# Import packages

In [1]:
#!pip install numpy # if necessary 

In [2]:
import warnings

warnings.filterwarnings('ignore')

import pyspark
from pyspark.sql import SparkSession
from pyspark.sql.types import *
import pyspark.sql.functions as F
from pyspark.ml.feature import VectorAssembler, StringIndexer
from pyspark.ml.classification import LogisticRegression
from pyspark.ml.evaluation import MulticlassClassificationEvaluator
from pyspark.mllib.evaluation import MulticlassMetrics

# Connection to Spark instance

In [3]:
conf = pyspark.SparkConf().setMaster('spark://172.18.0.22:7077')
spark = SparkSession \
    .builder.config(conf=conf) \
    .appName("Python") \
    .getOrCreate()
print('Submitted application!')

Setting default log level to "WARN".
To adjust logging level use sc.setLogLevel(newLevel). For SparkR, use setLogLevel(newLevel).

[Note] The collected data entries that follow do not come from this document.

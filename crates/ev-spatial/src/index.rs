//! Nearest-segment lookup over the base network.
//!
//! The index holds every undirected two-point segment of the base network in
//! an R-tree (via `rstar`).  It is built once and never mutated; query-time
//! splits live in the working overlay, not here.

use rstar::{RTree, RTreeObject, AABB};

use ev_core::{LngLat, NodeId};

// ── Segment ───────────────────────────────────────────────────────────────────

/// An undirected base segment `a`–`b` with its endpoint positions.
///
/// `a < b` by id; the directed edges `a → b` / `b → a` may or may not exist
/// depending on one-way rules.
#[derive(Copy, Clone, Debug, PartialEq)]
pub struct Segment {
    pub a: NodeId,
    pub b: NodeId,
    pub a_pos: LngLat,
    pub b_pos: LngLat,
}

impl Segment {
    pub fn new(a: NodeId, b: NodeId, a_pos: LngLat, b_pos: LngLat) -> Self {
        Self { a, b, a_pos, b_pos }
    }

    #[inline]
    pub fn length_km(&self) -> f64 {
        self.a_pos.distance_km(self.b_pos)
    }

    /// Squared distance from `p` in degree space.
    #[inline]
    pub fn distance2_deg(&self, p: LngLat) -> f64 {
        p.segment_distance2_deg(self.a_pos, self.b_pos)
    }
}

// ── R-tree entry ──────────────────────────────────────────────────────────────

impl RTreeObject for Segment {
    type Envelope = AABB<[f64; 2]>;

    fn envelope(&self) -> Self::Envelope {
        AABB::from_corners(
            [self.a_pos.lng, self.a_pos.lat],
            [self.b_pos.lng, self.b_pos.lat],
        )
    }
}

// ── SegmentIndex ──────────────────────────────────────────────────────────────

/// Immutable R-tree of base segments.
pub struct SegmentIndex {
    tree: RTree<Segment>,
}

impl SegmentIndex {
    /// Bulk-load the index (O(S log S)).
    pub fn new(segments: Vec<Segment>) -> Self {
        Self { tree: RTree::bulk_load(segments) }
    }

    pub fn len(&self) -> usize {
        self.tree.size()
    }

    pub fn is_empty(&self) -> bool {
        self.tree.size() == 0
    }

    pub fn iter(&self) -> impl Iterator<Item = &Segment> {
        self.tree.iter()
    }

    /// Nearest segment to `p`.
    ///
    /// Tries each radius in `radii_deg` (ascending) and returns the nearest
    /// segment lying within that distance of `p`.  If even the largest radius
    /// finds nothing, falls back to scanning every segment.  Returns `None`
    /// only for an empty index.
    pub fn nearest_segment(&self, p: LngLat, radii_deg: &[f64]) -> Option<Segment> {
        for &r in radii_deg {
            let window = AABB::from_corners([p.lng - r, p.lat - r], [p.lng + r, p.lat + r]);
            let hit = closest(
                self.tree
                    .locate_in_envelope_intersecting(&window)
                    .filter(|s| s.distance2_deg(p) <= r * r),
                p,
            );
            if hit.is_some() {
                return hit;
            }
        }

        if !self.is_empty() {
            log::debug!(
                "no segment within {} deg of {p}; scanning all {} segments",
                radii_deg.last().copied().unwrap_or(0.0),
                self.len()
            );
        }
        self.nearest_segment_exhaustive(p)
    }

    /// Nearest segment by linear scan.  Always exact; O(S).
    pub fn nearest_segment_exhaustive(&self, p: LngLat) -> Option<Segment> {
        closest(self.tree.iter(), p)
    }
}

/// The candidate nearest to `p`; ties go to the lower `(a, b)` id pair so
/// results do not depend on R-tree iteration order.
fn closest<'a>(candidates: impl Iterator<Item = &'a Segment>, p: LngLat) -> Option<Segment> {
    candidates
        .map(|s| (s.distance2_deg(p), s))
        .min_by(|(da, sa), (db, sb)| {
            da.total_cmp(db).then_with(|| (sa.a, sa.b).cmp(&(sb.a, sb.b)))
        })
        .map(|(_, s)| *s)
}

22/10/29 19:49:25 WARN NativeCodeLoader: Unable to load native-hadoop library for your platform... using builtin-java classes where applicable
Submitted application!


# Read csv files from 
Please download the six files "ts_data_block_$i$.csv", $i={1,...,6}$, from GoogleDrive and upload it to this container before.

In [4]:
# Create an empty RDD
emp_RDD = spark.sparkContext.emptyRDD()
columns = StructType([StructField('datetime', DateType(), False),
                       StructField('pulse', FloatType(), False),
                       StructField('category', StringType(), False),
                       StructField('ts_number', StringType(), False)])

df = spark.createDataFrame(data=emp_RDD, schema=columns)

for i in range(1, 3):

    df_temp = spark.read.format("csv") \
        .option('header', True) \
        .option('multiLine', True) \
        .option('inferSchema', True) \
        .load(f"file:////data/ts_data_{i}.csv")
    
    print(f'Read data block number {i}.')
    
    df = df.union(df_temp)

print('All data blocks read and concatenated.')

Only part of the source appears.